What this task involves:
Repeat the data in full. Every line must match.

Exercise data:
impl AbiRevision {
    /// Adapter for a negotiated version.
    pub fn select(negotiated: AbiVersion) -> Self {
        if negotiated < AbiVersion::V1_2 {
            AbiRevision::V1_0
        } else if negotiated == AbiVersion::V1_2 {
            AbiRevision::V1_2
        } else {
            AbiRevision::V1_3
        }
    }

    /// The version this adapter speaks.
    pub fn version(self) -> AbiVersion {
        match self {
            AbiRevision::V1_0 => AbiVersion::V1_0,
            AbiRevision::V1_2 => AbiVersion::V1_2,
            AbiRevision::V1_3 => AbiVersion::V1_3,
        }
    }

    /// Guest exports this adapter calls.
    pub fn required_exports(self) -> Vec<&'static str> {
        let mut names = V1_0_EXPORTS.to_vec();
        if self != AbiRevision::V1_0 {
            names.extend_from_slice(V1_2_EXPORTS);
        }
        if self == AbiRevision::V1_3 {
            names.extend_from_slice(V1_3_EXPORTS);
        }
        names
    }
}

/// Incremental base-data mutation, available from ABI 1.3.
pub trait DataMutation {
    /// Set `path` in the base data to the JSON `value`, creating
    /// intermediate objects.
    fn update_data_path(&mut self, guest: &mut dyn Guest, value: &[u8], path: &[&str]) -> RuntimeResult<()>;

    /// Remove `path` from the base data.
    fn remove_data_path(&mut self, guest: &mut dyn Guest, path: &[&str]) -> RuntimeResult<()>;
}

/// Evaluation protocol of one ABI revision.
pub trait AbiAdapter: Send {
    fn revision(&self) -> AbiRevision;

    fn base(&self) -> &AdapterBase;

    fn base_mut(&mut self) -> &mut AdapterBase;

    /// Evaluate `entrypoint` (id 0 when `None`) against the JSON `input`,
    /// returning the JSON result set.
    fn eval(&mut self, guest: &mut dyn Guest, input: &[u8], entrypoint: Option<&str>) -> RuntimeResult<String>;

    /// Replace the base data document. Empty `data` clears it.
    fn set_data(&mut self, guest: &mut dyn Guest, data: &[u8]) -> RuntimeResult<()> {
        self.base_mut().set_data(guest, data)
    }

    /// Drop the base data and return the heap to its initial state.
    fn reset(&mut self, guest: &mut dyn Guest) -> RuntimeResult<()> {
        self.base_mut().reset(guest)
    }

    /// The current base data as JSON, `None` when none is set.
    fn dump_data(&mut self, guest: &mut dyn Guest) -> RuntimeResult<Option<String>> {
        self.base_mut().dump_data(guest)
    }

    fn data_mutation(&mut self) -> Option<&mut dyn DataMutation> {
        None
    }
}

/// Build the adapter for `revision`, reading the entrypoint and built-in
/// tables from the guest.
pub fn new_adapter(revision: AbiRevision, guest: &mut dyn Guest) -> RuntimeResult<Box<dyn AbiAdapter>> {
    let base = AdapterBase::new(guest)?;
    Ok(match revision {
        AbiRevision::V1_0 => Box::new(V10Adapter::new(base)),
        AbiRevision::V1_2 => Box::new(V12Adapter::new(base)),
        AbiRevision::V1_3 => Box::new(V13Adapter::new(base)),
    })
}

Solution:
impl AbiRevision {
    /// Adapter for a negotiated version.
    pub fn select(negotiated: AbiVersion) -> Self {
        if negotiated < AbiVersion::V1_2 {
            AbiRevision::V1_0
        } else if negotiated == AbiVersion::V1_2 {
            AbiRevision::V1_2
        } else {
            AbiRevision::V1_3
        }
    }

    /// The version this adapter speaks.
    pub fn version(self) -> AbiVersion {
        match self {
            AbiRevision::V1_0 => AbiVersion::V1_0,
            AbiRevision::V1_2 => AbiVersion::V1_2,
            AbiRevision::V1_3 => AbiVersion::V1_3,
        }
    }

    /// Guest exports this adapter calls.
    pub fn required_exports(self) -> Vec<&'static str> {
        let mut names = V1_0_EXPORTS.to_vec();
        if self != AbiRevision::V1_0 {
            names.extend_from_slice(V1_2_EXPORTS);
        }
        if self == AbiRevision::V1_3 {
            names.extend_from_slice(V1_3_EXPORTS);
        }
        names
    }
}

/// Incremental base-data mutation, available from ABI 1.3.
pub trait DataMutation {
    /// Set `path` in the base data to the JSON `value`, creating
    /// intermediate objects.
    fn update_data_path(&mut self, guest: &mut dyn Guest, value: &[u8], path: &[&str]) -> RuntimeResult<()>;

    /// Remove `path` from the base data.
    fn remove_data_path(&mut self, guest: &mut dyn Guest, path: &[&str]) -> RuntimeResult<()>;
}

/// Evaluation protocol of one ABI revision.
pub trait AbiAdapter: Send {
    fn revision(&self) -> AbiRevision;

    fn base(&self) -> &AdapterBase;

    fn base_mut(&mut self) -> &mut AdapterBase;

    /// Evaluate `entrypoint` (id 0 when `None`) against the JSON `input`,
    /// returning the JSON result set.
    fn eval(&mut self, guest: &mut dyn Guest, input: &[u8], entrypoint: Option<&str>) -> RuntimeResult<String>;

    /// Replace the base data document. Empty `data` clears it.
    fn set_data(&mut self, guest: &mut dyn Guest, data: &[u8]) -> RuntimeResult<()> {
        self.base_mut().set_data(guest, data)
    }

    /// Drop the base data and return the heap to its initial state.
    fn reset(&mut self, guest: &mut dyn Guest) -> RuntimeResult<()> {
        self.base_mut().reset(guest)
    }

    /// The current base data as JSON, `None` when none is set.
    fn dump_data(&mut self, guest: &mut dyn Guest) -> RuntimeResult<Option<String>> {
        self.base_mut().dump_data(guest)
    }

    fn data_mutation(&mut self) -> Option<&mut dyn DataMutation> {
        None
    }
}

/// Build the adapter for `revision`, reading the entrypoint and built-in
/// tables from the guest.
pub fn new_adapter(revision: AbiRevision, guest: &mut dyn Guest) -> RuntimeResult<Box<dyn AbiAdapter>> {
    let base = AdapterBase::new(guest)?;
    Ok(match revision {
        AbiRevision::V1_0 => Box::new(V10Adapter::new(base)),
        AbiRevision::V1_2 => Box::new(V12Adapter::new(base)),
        AbiRevision::V1_3 => Box::new(V13Adapter::new(base)),
    })
}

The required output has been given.